Wellness am Roten Brückengraben
Wir biegen in den Roten Brückengraben ein, der zwar ziemlich gerade, aber durch den interessanten Bewuchs mit Wasserpflanzen recht interessant ist: wir sehen Brunnenkresse, Schilfrohrkolben, Krebsschere, Wasserlinsen, Tausendblatt und Laichkraut.
Pause zum Mittagsschlaf - Picknick
Erstaunlicherweise ist es auch jetzt Anfang Oktober noch fast alles grün, das hat man nicht oft. An einigen Stellen erkennen wir Austritte an beiden Ufern: hier laufen oft Wildschweine durch den kleinen Kanal. Rechts erscheint Wald, dann wieder eine Wiese und dann ist der Wald größer, und auch hier sind wieder die Schweine tätig gewesen. Der linke Wald liegt etwa 200 m abseits, die Wiese lädt uns zum Pause machen und Sonnenbaden ein.
Wiesenglück
Die Rufe eines Schwarzspechts schallen zu uns herüber, ein anderer antwortet aus dem gegenüber liegenden Wald. Auch hier hören wir wieder Kraniche.

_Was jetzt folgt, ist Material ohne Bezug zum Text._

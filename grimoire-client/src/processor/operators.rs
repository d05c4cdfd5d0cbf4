//! Evaluates a [`LogicalPlan`] against the processor's in-memory table
//! snapshot. Only the ordered record-id sequence matters to a materialized
//! view's result array — full record content is read back from the local DB
//! by the caller when a subscriber needs the materialized value, so
//! evaluation here tracks `(id, value)` rows only far enough to filter, join,
//! and sort them.

use std::collections::HashMap;

use grimoire_core::errors::PlanError;
use grimoire_core::models::RecordId;
use serde_json::Value;

use super::plan::{CompareOp, Literal, LiteralOrList, LogicalPlan, Predicate, Projection};

pub type TableSnapshot = HashMap<String, HashMap<RecordId, Value>>;

#[derive(Debug, Clone)]
struct Row {
    id: RecordId,
    value: Value,
}

pub fn evaluate(plan: &LogicalPlan, tables: &TableSnapshot) -> Result<Vec<RecordId>, PlanError> {
    let rows = eval_plan(plan, tables)?;
    Ok(rows.into_iter().map(|r| r.id).collect())
}

fn eval_plan(plan: &LogicalPlan, tables: &TableSnapshot) -> Result<Vec<Row>, PlanError> {
    match plan {
        LogicalPlan::Scan { table } => {
            // A table with no ingested records yet is empty, not unknown:
            // there is no schema declaration step before a view registers,
            // so the first `register` against a freshly connected client
            // (S1's initial hydration, before any record has landed) must
            // seed to an empty result rather than fail to plan.
            let mut rows: Vec<Row> = tables
                .get(table)
                .map(|records| {
                    records
                        .iter()
                        .map(|(id, value)| Row {
                            id: id.clone(),
                            value: value.clone(),
                        })
                        .collect()
                })
                .unwrap_or_default();
            rows.sort_by(|a, b| a.id.cmp(&b.id));
            Ok(rows)
        }
        LogicalPlan::Selection { input, predicate } => {
            let rows = eval_plan(input, tables)?;
            rows.into_iter()
                .filter_map(|row| match eval_predicate(predicate, &row.value) {
                    Ok(true) => Some(Ok(row)),
                    Ok(false) => None,
                    Err(e) => Some(Err(e)),
                })
                .collect()
        }
        LogicalPlan::Join {
            input,
            right_table,
            left_field,
            right_field,
        } => {
            let rows = eval_plan(input, tables)?;
            let empty = HashMap::new();
            let right = tables.get(right_table).unwrap_or(&empty);
            let mut kept = Vec::new();
            for row in rows {
                let left_value = row.value.get(left_field);
                let matched = left_value
                    .map(|lv| {
                        right
                            .values()
                            .any(|rv| rv.get(right_field).map(|x| x == lv).unwrap_or(false))
                    })
                    .unwrap_or(false);
                if matched {
                    kept.push(row);
                } else if left_value.is_none() {
                    return Err(PlanError::MissingJoinKey(
                        left_field.clone(),
                        right_field.clone(),
                    ));
                }
            }
            Ok(kept)
        }
        LogicalPlan::Projection { input, fields } => {
            let rows = eval_plan(input, tables)?;
            match fields {
                Projection::All => Ok(rows),
                Projection::Fields(names) => Ok(rows
                    .into_iter()
                    .map(|row| {
                        let mut obj = serde_json::Map::new();
                        for name in names {
                            if let Some(v) = row.value.get(name) {
                                obj.insert(name.clone(), v.clone());
                            }
                        }
                        Row {
                            id: row.id,
                            value: Value::Object(obj),
                        }
                    })
                    .collect()),
            }
        }
        LogicalPlan::Sort {
            input,
            field,
            descending,
        } => {
            let mut rows = eval_plan(input, tables)?;
            rows.sort_by(|a, b| {
                let av = a.value.get(field);
                let bv = b.value.get(field);
                let ord = compare_json(av, bv);
                if *descending {
                    ord.reverse()
                } else {
                    ord
                }
            });
            Ok(rows)
        }
        LogicalPlan::LimitOffset {
            input,
            limit,
            offset,
        } => {
            let rows = eval_plan(input, tables)?;
            let skipped = rows.into_iter().skip(*offset);
            match limit {
                Some(n) => Ok(skipped.take(*n).collect()),
                None => Ok(skipped.collect()),
            }
        }
        LogicalPlan::NestedAttach { input, .. } => {
            // Nested subqueries enrich a row's content with a child array but
            // never change which top-level ids are members of the view, so
            // the id-level result is unaffected.
            eval_plan(input, tables)
        }
    }
}

fn compare_json(a: Option<&Value>, b: Option<&Value>) -> std::cmp::Ordering {
    use std::cmp::Ordering;
    match (a, b) {
        (Some(Value::Number(a)), Some(Value::Number(b))) => a
            .as_f64()
            .partial_cmp(&b.as_f64())
            .unwrap_or(Ordering::Equal),
        (Some(Value::String(a)), Some(Value::String(b))) => a.cmp(b),
        (None, None) => Ordering::Equal,
        (None, Some(_)) => Ordering::Less,
        (Some(_), None) => Ordering::Greater,
        _ => Ordering::Equal,
    }
}

fn eval_predicate(predicate: &Predicate, value: &Value) -> Result<bool, PlanError> {
    match predicate {
        Predicate::And(terms) => {
            for term in terms {
                if !eval_predicate(term, value)? {
                    return Ok(false);
                }
            }
            Ok(true)
        }
        Predicate::Compare { field, op, literal } => {
            let field_value = value.get(field);
            Ok(compare(field_value, *op, literal))
        }
    }
}

fn compare(field_value: Option<&Value>, op: CompareOp, literal: &LiteralOrList) -> bool {
    match op {
        CompareOp::In => match literal {
            LiteralOrList::List(items) => items
                .iter()
                .any(|lit| matches_literal(field_value, lit, CompareOp::Eq)),
            LiteralOrList::One(lit) => matches_literal(field_value, lit, CompareOp::Eq),
        },
        _ => match literal {
            LiteralOrList::One(lit) => matches_literal(field_value, lit, op),
            LiteralOrList::List(_) => false,
        },
    }
}

fn matches_literal(field_value: Option<&Value>, literal: &Literal, op: CompareOp) -> bool {
    let Some(fv) = field_value else {
        return false;
    };
    match (fv, literal) {
        (Value::String(s), Literal::String(l)) | (Value::String(s), Literal::RecordRef(l)) => {
            match op {
                CompareOp::Eq => s == l,
                _ => false,
            }
        }
        (Value::Number(n), Literal::Number(l)) => {
            let n = n.as_f64().unwrap_or(f64::NAN);
            match op {
                CompareOp::Eq => (n - l).abs() < f64::EPSILON,
                CompareOp::Gt => n > *l,
                CompareOp::Lt => n < *l,
                CompareOp::In => false,
            }
        }
        _ => false,
    }
}

#[cfg(test)]
mod tests {
    use super::*;
    use crate::processor::plan::parse_surql;
    use serde_json::json;

    fn snapshot() -> TableSnapshot {
        let mut tables = TableSnapshot::new();
        let mut threads = HashMap::new();
        threads.insert(
            "thread:A1".to_string(),
            json!({"id": "A1", "status": "open", "created_at": 1}),
        );
        threads.insert(
            "thread:A2".to_string(),
            json!({"id": "A2", "status": "closed", "created_at": 2}),
        );
        tables.insert("thread".to_string(), threads);
        tables
    }

    #[test]
    fn scan_returns_all_ids_sorted() {
        let plan = parse_surql("SELECT * FROM thread").unwrap();
        let ids = evaluate(&plan, &snapshot()).unwrap();
        assert_eq!(ids, vec!["thread:A1".to_string(), "thread:A2".to_string()]);
    }

    #[test]
    fn selection_filters_by_predicate() {
        let plan = parse_surql("SELECT * FROM thread WHERE status = 'open'").unwrap();
        let ids = evaluate(&plan, &snapshot()).unwrap();
        assert_eq!(ids, vec!["thread:A1".to_string()]);
    }

    #[test]
    fn sort_desc_orders_by_field() {
        let plan = parse_surql("SELECT * FROM thread ORDER BY created_at DESC").unwrap();
        let ids = evaluate(&plan, &snapshot()).unwrap();
        assert_eq!(ids, vec!["thread:A2".to_string(), "thread:A1".to_string()]);
    }

    #[test]
    fn limit_offset_bounds_result() {
        let plan =
            parse_surql("SELECT * FROM thread ORDER BY created_at ASC LIMIT 1 START 1").unwrap();
        let ids = evaluate(&plan, &snapshot()).unwrap();
        assert_eq!(ids, vec!["thread:A2".to_string()]);
    }

    #[test]
    fn scan_of_a_table_with_no_rows_yet_is_empty_not_an_error() {
        let plan = parse_surql("SELECT * FROM nope").unwrap();
        let ids = evaluate(&plan, &snapshot()).unwrap();
        assert!(ids.is_empty());
    }
}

Aber ansonsten ist es sehr still, keine Zivilisationsgeräusche dringen in unsere Ohren.
Roter Brückengraben
Wir lassen es uns richtig gut gehen und verbringen eine sonnige Zeit auf diese abgeschiedenen Wiese. Das ist viel mehr, als wir von einem Oktoberurlaub in Norddeutschland hätten jemals erwarten können. Als wir dann doch wieder zurück paddeln, steht die Sonne schon recht tief, es ist gegen 16:00 h. Gundula geht duschen und ich beginne schon mal mit dem Kochen.
Trebel
Wir essen unsere Nudeln mit Kohlrabi und etwas Camembert dazu, alles schnell und leicht gekocht. Es macht immer wieder Spaß, im Freien schönes Essen zuzubereiten, und draußen essen schmeckt doppelt schön. Am Abend machen wir noch einen kleinen Landausflug in den nahen Wald, wo es immer was zu erleben gibt. Auch heute treffen wir zwei Rehe, die sich in einer nahen ehemaligen Kiesgrube aufhalten. Sie schauen aus der Ferne zu uns herüber, laufen aber nicht weg. Wieder bei unserem Häuschen, unterhalten wir uns noch ein wenig und gehen dann schnell schlafen.
(Hier findet Ihr eine komplette systematische Beschreibung der Trebel als Kanugewässer in unserem Informationsportal für Wasserwanderer)
Ende der Kanutour auf der Trebel
Am Morgen des 9. Oktobers ist klar, daß wir zurück nach Kiel fahren müssen. Da es aber immer noch warmes Wetter ist, nutzen wir unsere Zeit dazu, uns noch ein wenig in der Sternberger Seenlandschaft umzuschauen: die Gegend um Lohmen mit dem Garder See, Woseriner See und Holzsee hat es uns angetan. Wir kennen sie noch nicht, die Bresenitz durchfließt als Nebenfluss der Mildenitz diese Seenkette. Diese sandige, liebliche sehr kleinteilige Hügellandschaft erweist sich als außergewöhnlich schönes Fleckchen Erde, wenngleich die Bresenitz im Sommer viel zu wenig Wasser führt, um sie von den Seen aus herunter zu paddeln. Wir beschließen, später einmal mit Fahrrädern diese ganze Gegend richtig zu erkunden. Damit beenden wir unseren Kurzurlaub zur Silberhochzeit und fahren zurück nach Kiel. Wir sind sehr froh, uns dazu entschlossen zu haben, auch im Oktober noch einmal los zu fahren!